Retype the listing that follows without a single change.

________________________________________

//! Logging utilities

use tracing_subscriber::{layer::SubscriberExt, util::SubscriberInitExt};

/// Default filter when neither `RUST_LOG` nor `ORDERSCAN_LOG_LEVEL` is set
pub const DEFAULT_LOG_LEVEL: &str = "info";

/// Resolve the filter directive used by [`init_logging`]
pub fn log_filter_directive() -> String {
    std::env::var("RUST_LOG")
        .or_else(|_| std::env::var("ORDERSCAN_LOG_LEVEL"))
        .unwrap_or_else(|_| DEFAULT_LOG_LEVEL.to_string())
}

/// Initialize the global logging system
///
/// Safe to call more than once; later calls are no-ops.
pub fn init_logging() {
    init_logging_with(&log_filter_directive());
}

/// Initialize logging with an explicit filter directive (e.g. from a CLI flag)
pub fn init_logging_with(directive: &str) {
    let env_filter = tracing_subscriber::EnvFilter::try_new(directive)
        .unwrap_or_else(|_| tracing_subscriber::EnvFilter::new(DEFAULT_LOG_LEVEL));

    let _ = tracing_subscriber::registry()
        .with(env_filter)
        .with(
            tracing_subscriber::fmt::layer()
                .with_target(true)
                .with_writer(std::io::stderr),
        )
        .try_init();
}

________________________________________

- **Completed task**:
//! Logging utilities

use tracing_subscriber::{layer::SubscriberExt, util::SubscriberInitExt};

/// Default filter when neither `RUST_LOG` nor `ORDERSCAN_LOG_LEVEL` is set
pub const DEFAULT_LOG_LEVEL: &str = "info";

/// Resolve the filter directive used by [`init_logging`]
pub fn log_filter_directive() -> String {
    std::env::var("RUST_LOG")
        .or_else(|_| std::env::var("ORDERSCAN_LOG_LEVEL"))
        .unwrap_or_else(|_| DEFAULT_LOG_LEVEL.to_string())
}

/// Initialize the global logging system
///
/// Safe to call more than once; later calls are no-ops.
pub fn init_logging() {
    init_logging_with(&log_filter_directive());
}

/// Initialize logging with an explicit filter directive (e.g. from a CLI flag)
pub fn init_logging_with(directive: &str) {
    let env_filter = tracing_subscriber::EnvFilter::try_new(directive)
        .unwrap_or_else(|_| tracing_subscriber::EnvFilter::new(DEFAULT_LOG_LEVEL));

    let _ = tracing_subscriber::registry()
        .with(env_filter)
        .with(
            tracing_subscriber::fmt::layer()
                .with_target(true)
                .with_writer(std::io::stderr),
        )
        .try_init();
}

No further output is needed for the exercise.